[Excerpted data Boundary: Start]

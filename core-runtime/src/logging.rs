//! # Logging & Tracing Infrastructure
//!
//! Provides structured logging with the `tracing` crate, supporting:
//! - JSON and pretty-print output formats
//! - Module-level filtering
//! - PII redaction (tokens, emails)
//! - Span contexts for tracing refresh flows
//!
//! ## Overview
//!
//! This module configures the `tracing-subscriber` infrastructure. Credential
//! material must never reach a log line in the first place; the redaction
//! helper exists as a second line of defense for host code that logs
//! field values it does not control.
//!
//! ## Usage
//!
//! ```ignore
//! use core_runtime::logging::{init_logging, LogFormat, LogLevel, LoggingConfig};
//!
//! #[tokio::main]
//! async fn main() {
//!     let config = LoggingConfig::default()
//!         .with_format(LogFormat::Pretty)
//!         .with_level(LogLevel::Debug);
//!
//!     init_logging(config).expect("Failed to initialize logging");
//!
//!     tracing::info!("Application started");
//! }
//! ```

use crate::error::{Error, Result};

use std::io;

use tracing_subscriber::{filter::EnvFilter, layer::SubscriberExt, util::SubscriberInitExt};

/// Minimum log level
#[derive(Debug, Clone, Copy, PartialEq, Eq, PartialOrd, Ord)]
pub enum LogLevel {
    Trace,
    Debug,
    Info,
    Warn,
    Error,
}

/// Log output format
#[derive(Debug, Clone, Copy, PartialEq, Eq)]
pub enum LogFormat {
    /// Human-readable pretty format with colors
    Pretty,
    /// Structured JSON format for machine parsing
    Json,
    /// Compact format for production
    Compact,
}

impl Default for LogFormat {
    fn default() -> Self {
        #[cfg(debug_assertions)]
        return Self::Pretty;

        #[cfg(not(debug_assertions))]
        return Self::Json;
    }
}

/// Logging configuration
#[derive(Debug, Clone)]
pub struct LoggingConfig {
    /// Output format
    pub format: LogFormat,
    /// Minimum log level
    pub level: LogLevel,
    /// Enable PII redaction conventions
    pub redact_pii: bool,
    /// Custom filter string (e.g., "core_auth=debug,core_runtime=trace")
    pub filter: Option<String>,
    /// Enable span contexts for tracing refresh flows
    pub enable_spans: bool,
    /// Display target module in logs
    pub display_target: bool,
    /// Display thread info
    pub display_thread_info: bool,
}

impl Default for LoggingConfig {
    fn default() -> Self {
        Self {
            format: LogFormat::default(),
            level: LogLevel::Info,
            redact_pii: true,
            filter: None,
            enable_spans: true,
            display_target: true,
            display_thread_info: false,
        }
    }
}

impl LoggingConfig {
    /// Set log format
    pub fn with_format(mut self, format: LogFormat) -> Self {
        self.format = format;
        self
    }

    /// Set minimum log level
    pub fn with_level(mut self, level: LogLevel) -> Self {
        self.level = level;
        self
    }

    /// Enable or disable PII redaction
    pub fn with_pii_redaction(mut self, redact: bool) -> Self {
        self.redact_pii = redact;
        self
    }

    /// Set custom filter string
    pub fn with_filter(mut self, filter: impl Into<String>) -> Self {
        self.filter = Some(filter.into());
        self
    }

    /// Enable or disable span contexts
    pub fn with_spans(mut self, enable: bool) -> Self {
        self.enable_spans = enable;
        self
    }

    /// Enable or disable target display
    pub fn with_target(mut self, display: bool) -> Self {
        self.display_target = display;
        self
    }

    /// Enable or disable thread info
    pub fn with_thread_info(mut self, display: bool) -> Self {
        self.display_thread_info = display;
        self
    }
}

/// Initialize the logging system
///
/// This should be called once during application startup. Subsequent calls
/// will return an error.
///
/// # Errors
///
/// Returns an error if:
/// - Logging is already initialized
/// - Configuration is invalid
///
/// # Example
///
/// ```ignore
/// use core_runtime::logging::{LoggingConfig, init_logging};
///
/// let config = LoggingConfig::default();
/// init_logging(config)?;
/// ```
pub fn init_logging(config: LoggingConfig) -> Result<()> {
    let filter = build_filter(&config)?;

    match config.format {
        LogFormat::Pretty => init_pretty_logging(config, filter),
        LogFormat::Json => init_json_logging(config, filter),
        LogFormat::Compact => init_compact_logging(config, filter),
    }
}

fn build_filter(config: &LoggingConfig) -> Result<EnvFilter> {
    let base_level = match config.level {
        LogLevel::Trace => "trace",
        LogLevel::Debug => "debug",
        LogLevel::Info => "info",
        LogLevel::Warn => "warn",
        LogLevel::Error => "error",
    };

    let filter_string = if let Some(custom_filter) = &config.filter {
        custom_filter.clone()
    } else {
        // Default filter: our crates at the configured level, dependencies quiet
        format!(
            "{}={},core_runtime={},core_auth={},bridge_traits={}",
            env!("CARGO_PKG_NAME"),
            base_level,
            base_level,
            base_level,
            base_level
        )
    };

    EnvFilter::try_new(filter_string)
        .map_err(|e| Error::Config(format!("Invalid log filter: {}", e)))
}

fn init_pretty_logging(config: LoggingConfig, filter: EnvFilter) -> Result<()> {
    let fmt_layer = tracing_subscriber::fmt::layer()
        .pretty()
        .with_target(config.display_target)
        .with_thread_ids(config.display_thread_info)
        .with_thread_names(config.display_thread_info)
        .with_span_events(if config.enable_spans {
            tracing_subscriber::fmt::format::FmtSpan::ACTIVE
        } else {
            tracing_subscriber::fmt::format::FmtSpan::NONE
        })
        .with_writer(io::stdout);

    tracing_subscriber::registry()
        .with(filter)
        .with(fmt_layer)
        .try_init()
        .map_err(|e| Error::LoggingInit(e.to_string()))?;

    Ok(())
}

fn init_json_logging(config: LoggingConfig, filter: EnvFilter) -> Result<()> {
    let fmt_layer = tracing_subscriber::fmt::layer()
        .json()
        .flatten_event(true)
        .with_current_span(config.enable_spans)
        .with_span_list(config.enable_spans)
        .with_target(config.display_target)
        .with_thread_ids(config.display_thread_info)
        .with_thread_names(config.display_thread_info)
        .with_writer(io::stdout);

    tracing_subscriber::registry()
        .with(filter)
        .with(fmt_layer)
        .try_init()
        .map_err(|e| Error::LoggingInit(e.to_string()))?;

    Ok(())
}

fn init_compact_logging(config: LoggingConfig, filter: EnvFilter) -> Result<()> {
    let fmt_layer = tracing_subscriber::fmt::layer()
        .compact()
        .with_target(config.display_target)
        .with_thread_ids(config.display_thread_info)
        .with_thread_names(config.display_thread_info)
        .with_writer(io::stdout);

    tracing_subscriber::registry()
        .with(filter)
        .with(fmt_layer)
        .try_init()
        .map_err(|e| Error::LoggingInit(e.to_string()))?;

    Ok(())
}

/// Helper function to redact sensitive field values
///
/// This should be used when manually constructing log entries:
///
/// ```ignore
/// use tracing::info;
/// use core_runtime::logging::redact_if_sensitive;
///
/// let token = "sensitive_token_value";
/// info!(token = %redact_if_sensitive("token", token), "Retrieved token");
/// ```
pub fn redact_if_sensitive(field_name: &str, value: &str) -> String {
    const SENSITIVE_FIELDS: &[&str] = &[
        "token",
        "access_token",
        "refresh_token",
        "refresh_handle",
        "password",
        "secret",
        "api_key",
        "authorization",
        "bearer",
    ];

    let field_lower = field_name.to_lowercase();
    if SENSITIVE_FIELDS.iter().any(|&f| field_lower.contains(f)) {
        "[REDACTED]".to_string()
    } else if value.contains('@') && value.contains('.') {
        // Likely an email - redact domain but keep first char
        if let Some(at_pos) = value.find('@') {
            format!("{}***@[REDACTED]", &value[..1.min(at_pos)])
        } else {
            value.to_string()
        }
    } else {
        value.to_string()
    }
}

#[cfg(test)]
mod tests {
    use super::*;

    #[test]
    fn test_logging_config_builder() {
        let config = LoggingConfig::default()
            .with_format(LogFormat::Json)
            .with_level(LogLevel::Debug)
            .with_pii_redaction(true)
            .with_filter("core_auth=trace")
            .with_spans(true)
            .with_target(true)
            .with_thread_info(true);

        assert_eq!(config.format, LogFormat::Json);
        assert_eq!(config.level, LogLevel::Debug);
        assert!(config.redact_pii);
        assert_eq!(config.filter, Some("core_auth=trace".to_string()));
        assert!(config.enable_spans);
        assert!(config.display_target);
        assert!(config.display_thread_info);
    }

    #[test]
    fn test_redact_if_sensitive() {
        // Tokens should be redacted
        assert_eq!(
            redact_if_sensitive("access_token", "secret123"),
            "[REDACTED]"
        );
        assert_eq!(redact_if_sensitive("token", "abc"), "[REDACTED]");
        assert_eq!(redact_if_sensitive("refresh_handle", "rh"), "[REDACTED]");
        assert_eq!(redact_if_sensitive("password", "pass"), "[REDACTED]");

        // Emails should be partially redacted
        let redacted = redact_if_sensitive("email", "user@example.com");
        assert!(redacted.starts_with('u'));
        assert!(redacted.contains("[REDACTED]"));

        // Normal values should pass through
        assert_eq!(redact_if_sensitive("account_id", "12345"), "12345");
        assert_eq!(redact_if_sensitive("provider", "google"), "google");
    }

    #[test]
    fn test_default_format() {
        #[cfg(debug_assertions)]
        assert_eq!(LogFormat::default(), LogFormat::Pretty);

        #[cfg(not(debug_assertions))]
        assert_eq!(LogFormat::default(), LogFormat::Json);
    }

    #[test]
    fn test_build_filter() {
        let config = LoggingConfig::default().with_level(LogLevel::Debug);
        let filter = build_filter(&config).unwrap();
        // Basic test that filter builds without errors
        assert!(filter.to_string().contains("debug"));
    }

    #[test]
    fn test_build_custom_filter() {
        let config = LoggingConfig::default().with_filter("core_auth=trace,core_runtime=debug");
        let filter = build_filter(&config).unwrap();
        assert!(filter.to_string().contains("core_auth=trace"));
    }
}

[Excerpted data Boundary: End]

#### Work item:
Reproduce exactly the entries above, limited to the lines from the one with "does not control." through the one with "impl Default for LogFormat", both included.

#### Expected output:
//! field values it does not control.
//!
//! ## Usage
//!
//! ```ignore
//! use core_runtime::logging::{init_logging, LogFormat, LogLevel, LoggingConfig};
//!
//! #[tokio::main]
//! async fn main() {
//!     let config = LoggingConfig::default()
//!         .with_format(LogFormat::Pretty)
//!         .with_level(LogLevel::Debug);
//!
//!     init_logging(config).expect("Failed to initialize logging");
//!
//!     tracing::info!("Application started");
//! }
//! ```

use crate::error::{Error, Result};

use std::io;

use tracing_subscriber::{filter::EnvFilter, layer::SubscriberExt, util::SubscriberInitExt};

/// Minimum log level
#[derive(Debug, Clone, Copy, PartialEq, Eq, PartialOrd, Ord)]
pub enum LogLevel {
    Trace,
    Debug,
    Info,
    Warn,
    Error,
}

/// Log output format
#[derive(Debug, Clone, Copy, PartialEq, Eq)]
pub enum LogFormat {
    /// Human-readable pretty format with colors
    Pretty,
    /// Structured JSON format for machine parsing
    Json,
    /// Compact format for production
    Compact,
}

impl Default for LogFormat {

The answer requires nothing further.